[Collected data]
- - - - - - -
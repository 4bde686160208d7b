//! Node-filtering adaptor.

use crate::adaptors::filter::FilterNode;
use crate::direction::Direction;
use crate::visit::{
    Data, DataMap, EdgeEndpoints, EdgeIndexable, EdgeRef, GetAdjacencyMatrix, GraphBase,
    GraphProp, IntoEdgeReferences, IntoEdges, IntoEdgesDirected, IntoNeighbors,
    IntoNeighborsDirected, IntoNodeIdentifiers, IntoNodeReferences, NodeIndexable, NodeRef,
    VisitMap, Visitable,
};

/// A view of `G` containing only the nodes accepted by `F`.
///
/// Excluded nodes are invisible: they are skipped by node enumeration, and
/// every neighbor or edge touching them is skipped too. Asking for the
/// neighbors of an excluded node yields nothing. Visit maps of this view
/// refuse excluded nodes, so a traversal started from one emits nothing.
///
/// Indices pass through unchanged; since the filtered index range has holes,
/// this view implements `NodeIndexable` but not `NodeCount` or
/// `NodeCompactIndexable`.
///
/// ```
/// use halo_visit::adaptors::NodeFiltered;
/// use halo_visit::graph::CsrGraph;
/// use halo_visit::traverse::Bfs;
/// use halo_visit::visit::Walker;
///
/// // 0 -> 1 -> 2, 0 -> 3
/// let g = CsrGraph::from_adjacency(&[vec![1, 3], vec![2], vec![], vec![]]);
/// let without_1 = NodeFiltered::from_fn(&g, |n: usize| n != 1);
/// let seen: Vec<_> = Bfs::new(&without_1, 0).iter(&without_1).collect();
/// assert_eq!(seen, vec![0, 3]);
/// ```
#[derive(Copy, Clone, Debug)]
pub struct NodeFiltered<G, F>(pub G, pub F);

impl<F, G> NodeFiltered<G, F>
where
    G: GraphBase,
    F: Fn(G::NodeId) -> bool,
{
    /// Filters `graph` with a closure.
    pub fn from_fn(graph: G, filter: F) -> Self {
        NodeFiltered(graph, filter)
    }
}

impl<G: GraphBase, F> GraphBase for NodeFiltered<G, F> {
    type NodeId = G::NodeId;
    type EdgeId = G::EdgeId;
}

impl<G: Data, F> Data for NodeFiltered<G, F> {
    type NodeWeight = G::NodeWeight;
    type EdgeWeight = G::EdgeWeight;
}

/// Lookups of excluded nodes, and of edges touching them, return `None`.
impl<G, F> DataMap for NodeFiltered<G, F>
where
    G: DataMap + EdgeEndpoints,
    F: FilterNode<G::NodeId>,
{
    fn node_weight(&self, id: G::NodeId) -> Option<&G::NodeWeight> {
        if self.1.include_node(id) {
            self.0.node_weight(id)
        } else {
            None
        }
    }

    fn edge_weight(&self, id: G::EdgeId) -> Option<&G::EdgeWeight> {
        self.edge_endpoints(id)?;
        self.0.edge_weight(id)
    }
}

impl<G, F> EdgeEndpoints for NodeFiltered<G, F>
where
    G: EdgeEndpoints,
    F: FilterNode<G::NodeId>,
{
    fn edge_endpoints(&self, id: G::EdgeId) -> Option<(G::NodeId, G::NodeId)> {
        self.0
            .edge_endpoints(id)
            .filter(|&(s, t)| self.1.include_node(s) && self.1.include_node(t))
    }
}

impl<G: NodeIndexable, F> NodeIndexable for NodeFiltered<G, F> {
    fn node_bound(&self) -> usize {
        self.0.node_bound()
    }

    fn to_index(&self, a: G::NodeId) -> usize {
        NodeIndexable::to_index(&self.0, a)
    }

    fn from_index(&self, i: usize) -> G::NodeId {
        NodeIndexable::from_index(&self.0, i)
    }
}

impl<G: EdgeIndexable, F> EdgeIndexable for NodeFiltered<G, F> {
    fn edge_bound(&self) -> usize {
        self.0.edge_bound()
    }

    fn to_index(&self, a: G::EdgeId) -> usize {
        EdgeIndexable::to_index(&self.0, a)
    }

    fn from_index(&self, i: usize) -> G::EdgeId {
        EdgeIndexable::from_index(&self.0, i)
    }
}

impl<G: GraphProp, F> GraphProp for NodeFiltered<G, F> {
    type EdgeType = G::EdgeType;
}

/// Each map carries its own copy of the filter.
impl<G, F> Visitable for NodeFiltered<G, F>
where
    G: Visitable,
    F: FilterNode<G::NodeId> + Clone,
{
    type Map = NodeFilteredMap<G::Map, F>;

    fn visit_map(&self) -> Self::Map {
        NodeFilteredMap {
            inner: self.0.visit_map(),
            filter: self.1.clone(),
        }
    }

    fn reset_map(&self, map: &mut Self::Map) {
        self.0.reset_map(&mut map.inner);
    }
}

impl<G, F> GetAdjacencyMatrix for NodeFiltered<G, F>
where
    G: GetAdjacencyMatrix,
    F: FilterNode<G::NodeId>,
{
    type AdjMatrix = G::AdjMatrix;

    fn adjacency_matrix(&self) -> G::AdjMatrix {
        self.0.adjacency_matrix()
    }

    fn is_adjacent(&self, matrix: &G::AdjMatrix, a: G::NodeId, b: G::NodeId) -> bool {
        self.1.include_node(a) && self.1.include_node(b) && self.0.is_adjacent(matrix, a, b)
    }
}

impl<'a, G, F> IntoNeighbors for &'a NodeFiltered<G, F>
where
    G: IntoNeighbors,
    F: FilterNode<G::NodeId>,
{
    type Neighbors = NodeFilteredNeighbors<'a, G::Neighbors, F>;

    fn neighbors(self, n: G::NodeId) -> Self::Neighbors {
        NodeFilteredNeighbors {
            include_source: self.1.include_node(n),
            iter: self.0.neighbors(n),
            filter: &self.1,
        }
    }
}

impl<'a, G, F> IntoNeighborsDirected for &'a NodeFiltered<G, F>
where
    G: IntoNeighborsDirected,
    F: FilterNode<G::NodeId>,
{
    type NeighborsDirected = NodeFilteredNeighbors<'a, G::NeighborsDirected, F>;

    fn neighbors_directed(self, n: G::NodeId, d: Direction) -> Self::NeighborsDirected {
        NodeFilteredNeighbors {
            include_source: self.1.include_node(n),
            iter: self.0.neighbors_directed(n, d),
            filter: &self.1,
        }
    }
}

impl<'a, G, F> IntoEdgeReferences for &'a NodeFiltered<G, F>
where
    G: IntoEdgeReferences,
    F: FilterNode<G::NodeId>,
{
    type EdgeRef = G::EdgeRef;
    type EdgeReferences = NodeFilteredEdges<'a, G::EdgeReferences, F>;

    fn edge_references(self) -> Self::EdgeReferences {
        NodeFilteredEdges {
            include_source: true,
            iter: self.0.edge_references(),
            filter: &self.1,
        }
    }
}

impl<'a, G, F> IntoEdges for &'a NodeFiltered<G, F>
where
    G: IntoEdges,
    F: FilterNode<G::NodeId>,
{
    type Edges = NodeFilteredEdges<'a, G::Edges, F>;

    fn edges(self, a: G::NodeId) -> Self::Edges {
        NodeFilteredEdges {
            include_source: self.1.include_node(a),
            iter: self.0.edges(a),
            filter: &self.1,
        }
    }
}

impl<'a, G, F> IntoEdgesDirected for &'a NodeFiltered<G, F>
where
    G: IntoEdgesDirected,
    F: FilterNode<G::NodeId>,
{
    type EdgesDirected = NodeFilteredEdges<'a, G::EdgesDirected, F>;

    fn edges_directed(self, a: G::NodeId, dir: Direction) -> Self::EdgesDirected {
        NodeFilteredEdges {
            include_source: self.1.include_node(a),
            iter: self.0.edges_directed(a, dir),
            filter: &self.1,
        }
    }
}

impl<'a, G, F> IntoNodeIdentifiers for &'a NodeFiltered<G, F>
where
    G: IntoNodeIdentifiers,
    F: FilterNode<G::NodeId>,
{
    type NodeIdentifiers = NodeFilteredNodes<'a, G::NodeIdentifiers, F>;

    fn node_identifiers(self) -> Self::NodeIdentifiers {
        NodeFilteredNodes {
            iter: self.0.node_identifiers(),
            filter: &self.1,
        }
    }
}

impl<'a, G, F> IntoNodeReferences for &'a NodeFiltered<G, F>
where
    G: IntoNodeReferences,
    F: FilterNode<G::NodeId>,
{
    type NodeRef = G::NodeRef;
    type NodeReferences = NodeFilteredNodeReferences<'a, G::NodeReferences, F>;

    fn node_references(self) -> Self::NodeReferences {
        NodeFilteredNodeReferences {
            iter: self.0.node_references(),
            filter: &self.1,
        }
    }
}

/// Visit map of a `NodeFiltered` view: refuses excluded nodes.
#[derive(Clone, Debug)]
pub struct NodeFilteredMap<M, F> {
    inner: M,
    filter: F,
}

impl<N, M, F> VisitMap<N> for NodeFilteredMap<M, F>
where
    N: Copy,
    M: VisitMap<N>,
    F: FilterNode<N>,
{
    fn visit(&mut self, a: N) -> bool {
        self.filter.include_node(a) && self.inner.visit(a)
    }

    fn is_visited(&self, a: N) -> bool {
        self.inner.is_visited(a)
    }
}

/// Neighbors of a node in a `NodeFiltered` view.
pub struct NodeFilteredNeighbors<'a, I, F> {
    include_source: bool,
    iter: I,
    filter: &'a F,
}

impl<'a, I, F> Iterator for NodeFilteredNeighbors<'a, I, F>
where
    I: Iterator,
    I::Item: Copy,
    F: FilterNode<I::Item>,
{
    type Item = I::Item;

    fn next(&mut self) -> Option<I::Item> {
        if !self.include_source {
            return None;
        }
        let filter = self.filter;
        self.iter.find(|&n| filter.include_node(n))
    }

    fn size_hint(&self) -> (usize, Option<usize>) {
        if self.include_source {
            (0, self.iter.size_hint().1)
        } else {
            (0, Some(0))
        }
    }
}

/// Edges of a `NodeFiltered` view: both endpoints must be included.
pub struct NodeFilteredEdges<'a, I, F> {
    include_source: bool,
    iter: I,
    filter: &'a F,
}

impl<'a, I, F> Iterator for NodeFilteredEdges<'a, I, F>
where
    I: Iterator,
    I::Item: EdgeRef,
    F: FilterNode<<I::Item as EdgeRef>::NodeId>,
{
    type Item = I::Item;

    fn next(&mut self) -> Option<I::Item> {
        if !self.include_source {
            return None;
        }
        let filter = self.filter;
        self.iter
            .find(|e| filter.include_node(e.source()) && filter.include_node(e.target()))
    }

    fn size_hint(&self) -> (usize, Option<usize>) {
        if self.include_source {
            (0, self.iter.size_hint().1)
        } else {
            (0, Some(0))
        }
    }
}

/// Node identifiers of a `NodeFiltered` view.
pub struct NodeFilteredNodes<'a, I, F> {
    iter: I,
    filter: &'a F,
}

impl<'a, I, F> Iterator for NodeFilteredNodes<'a, I, F>
where
    I: Iterator,
    I::Item: Copy,
    F: FilterNode<I::Item>,
{
    type Item = I::Item;

    fn next(&mut self) -> Option<I::Item> {
        let filter = self.filter;
        self.iter.find(|&n| filter.include_node(n))
    }

    fn size_hint(&self) -> (usize, Option<usize>) {
        (0, self.iter.size_hint().1)
    }
}

/// Node references of a `NodeFiltered` view.
pub struct NodeFilteredNodeReferences<'a, I, F> {
    iter: I,
    filter: &'a F,
}

impl<'a, I, F> Iterator for NodeFilteredNodeReferences<'a, I, F>
where
    I: Iterator,
    I::Item: NodeRef,
    F: FilterNode<<I::Item as NodeRef>::NodeId>,
{
    type Item = I::Item;

    fn next(&mut self) -> Option<I::Item> {
        let filter = self.filter;
        self.iter.find(|r| filter.include_node(r.id()))
    }

    fn size_hint(&self) -> (usize, Option<usize>) {
        (0, self.iter.size_hint().1)
    }
}
//! Core capability traits: identity, data, counts, indexing, properties.
//!
//! A graph type opts into exactly the capabilities it can honestly support.
//! Every trait here is forwarded through shared references, so algorithms can
//! take `&G` and still see the capabilities of `G`.

use crate::direction::EdgeType;
use crate::visit::visited::VisitMap;

/// Base trait: the node and edge identifier types of a graph.
pub trait GraphBase {
    /// Identifies a node. Cheap to copy and compare.
    type NodeId: Copy + PartialEq;
    /// Identifies an edge. Cheap to copy and compare.
    type EdgeId: Copy + PartialEq;
}

/// A copyable handle to a graph, typically `&G` or an adaptor over `&G`.
///
/// The `Into*` capability traits consume `self`, so they are implemented for
/// these lightweight handles rather than for the owning graph type.
pub trait GraphRef: Copy + GraphBase {}

impl<'a, G: GraphBase + ?Sized> GraphBase for &'a G {
    type NodeId = G::NodeId;
    type EdgeId = G::EdgeId;
}

impl<'a, G: GraphBase + ?Sized> GraphRef for &'a G {}

/// Associates node-data and edge-data types with a graph.
pub trait Data: GraphBase {
    /// Data attached to each node.
    type NodeWeight;
    /// Data attached to each edge.
    type EdgeWeight;
}

impl<'a, G: Data + ?Sized> Data for &'a G {
    type NodeWeight = G::NodeWeight;
    type EdgeWeight = G::EdgeWeight;
}

/// Direct lookup of node and edge data by identifier.
pub trait DataMap: Data {
    /// Returns the data of `id`, or `None` if the node is absent.
    fn node_weight(&self, id: Self::NodeId) -> Option<&Self::NodeWeight>;
    /// Returns the data of `id`, or `None` if the edge is absent.
    fn edge_weight(&self, id: Self::EdgeId) -> Option<&Self::EdgeWeight>;
}

impl<'a, G: DataMap + ?Sized> DataMap for &'a G {
    fn node_weight(&self, id: Self::NodeId) -> Option<&Self::NodeWeight> {
        (**self).node_weight(id)
    }

    fn edge_weight(&self, id: Self::EdgeId) -> Option<&Self::EdgeWeight> {
        (**self).edge_weight(id)
    }
}

/// Looks up the endpoints of an edge by identifier.
pub trait EdgeEndpoints: GraphBase {
    /// Returns `(source, target)` of `id`, or `None` if the edge is absent.
    fn edge_endpoints(&self, id: Self::EdgeId) -> Option<(Self::NodeId, Self::NodeId)>;
}

impl<'a, G: EdgeEndpoints + ?Sized> EdgeEndpoints for &'a G {
    fn edge_endpoints(&self, id: Self::EdgeId) -> Option<(Self::NodeId, Self::NodeId)> {
        (**self).edge_endpoints(id)
    }
}

/// Reports the number of nodes.
pub trait NodeCount: GraphBase {
    /// Number of nodes.
    fn node_count(&self) -> usize;
}

impl<'a, G: NodeCount + ?Sized> NodeCount for &'a G {
    fn node_count(&self) -> usize {
        (**self).node_count()
    }
}

/// Reports the number of edges.
pub trait EdgeCount: GraphBase {
    /// Number of edges.
    fn edge_count(&self) -> usize;
}

impl<'a, G: EdgeCount + ?Sized> EdgeCount for &'a G {
    fn edge_count(&self) -> usize {
        (**self).edge_count()
    }
}

/// Maps node identifiers to dense integer indices in `[0, node_bound)`.
///
/// Graphs whose identifiers cannot be mapped this way (arbitrary keys) must
/// not implement this trait; algorithms that require it are then unavailable.
pub trait NodeIndexable: GraphBase {
    /// Exclusive upper bound of every index returned by `to_index`.
    fn node_bound(&self) -> usize;
    /// Converts a node identifier to its index.
    fn to_index(&self, a: Self::NodeId) -> usize;
    /// Converts an index back into a node identifier.
    ///
    /// # Panics
    /// May panic if `i` was not produced by `to_index`.
    fn from_index(&self, i: usize) -> Self::NodeId;
}

impl<'a, G: NodeIndexable + ?Sized> NodeIndexable for &'a G {
    fn node_bound(&self) -> usize {
        (**self).node_bound()
    }

    fn to_index(&self, a: Self::NodeId) -> usize {
        (**self).to_index(a)
    }

    fn from_index(&self, i: usize) -> Self::NodeId {
        (**self).from_index(i)
    }
}

/// Maps edge identifiers to dense integer indices in `[0, edge_bound)`.
pub trait EdgeIndexable: GraphBase {
    /// Exclusive upper bound of every index returned by `to_index`.
    fn edge_bound(&self) -> usize;
    /// Converts an edge identifier to its index.
    fn to_index(&self, a: Self::EdgeId) -> usize;
    /// Converts an index back into an edge identifier.
    ///
    /// # Panics
    /// May panic if `i` was not produced by `to_index`.
    fn from_index(&self, i: usize) -> Self::EdgeId;
}

impl<'a, G: EdgeIndexable + ?Sized> EdgeIndexable for &'a G {
    fn edge_bound(&self) -> usize {
        (**self).edge_bound()
    }

    fn to_index(&self, a: Self::EdgeId) -> usize {
        (**self).to_index(a)
    }

    fn from_index(&self, i: usize) -> Self::EdgeId {
        (**self).from_index(i)
    }
}

/// Marker: node indices are exactly `0..node_count()`, with no holes.
///
/// Implementors guarantee `node_bound() == node_count()`, which lets
/// algorithms pre-size arrays without wasting slots.
pub trait NodeCompactIndexable: NodeIndexable + NodeCount {}

impl<'a, G: NodeCompactIndexable + ?Sized> NodeCompactIndexable for &'a G {}

/// Reports whether edges are directed.
pub trait GraphProp: GraphBase {
    /// `Directed` or `Undirected`.
    type EdgeType: EdgeType;

    /// Returns `true` if the graph's edges are directed.
    fn is_directed(&self) -> bool {
        <Self::EdgeType as EdgeType>::is_directed()
    }
}

impl<'a, G: GraphProp + ?Sized> GraphProp for &'a G {
    type EdgeType = G::EdgeType;
}

/// Builds a matrix for O(1) edge-existence queries.
///
/// Construction is a potentially expensive precomputation; build it once and
/// reuse it across `is_adjacent` calls.
pub trait GetAdjacencyMatrix: GraphBase {
    /// The matrix representation.
    type AdjMatrix;

    /// Builds the adjacency matrix.
    fn adjacency_matrix(&self) -> Self::AdjMatrix;

    /// Returns `true` if an edge `a -> b` exists according to `matrix`.
    fn is_adjacent(&self, matrix: &Self::AdjMatrix, a: Self::NodeId, b: Self::NodeId) -> bool;
}

impl<'a, G: GetAdjacencyMatrix + ?Sized> GetAdjacencyMatrix for &'a G {
    type AdjMatrix = G::AdjMatrix;

    fn adjacency_matrix(&self) -> Self::AdjMatrix {
        (**self).adjacency_matrix()
    }

    fn is_adjacent(&self, matrix: &Self::AdjMatrix, a: Self::NodeId, b: Self::NodeId) -> bool {
        (**self).is_adjacent(matrix, a, b)
    }
}

/// Factory for correctly-sized visit maps.
pub trait Visitable: GraphBase {
    /// The visit map type used by traversals of this graph.
    type Map: VisitMap<Self::NodeId>;

    /// Creates a fresh, empty visit map.
    fn visit_map(&self) -> Self::Map;

    /// Clears `map` and resizes it to fit the graph's current nodes.
    fn reset_map(&self, map: &mut Self::Map);
}

impl<'a, G: Visitable + ?Sized> Visitable for &'a G {
    type Map = G::Map;

    fn visit_map(&self) -> Self::Map {
        (**self).visit_map()
    }

    fn reset_map(&self, map: &mut Self::Map) {
        (**self).reset_map(map);
    }
}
- - - - - - -
## EXERCISE DESCRIPTION
Say how many lines above include "NodeFilteredNodeReferences". The number alone is the answer.

## FINISHED EXERCISE
4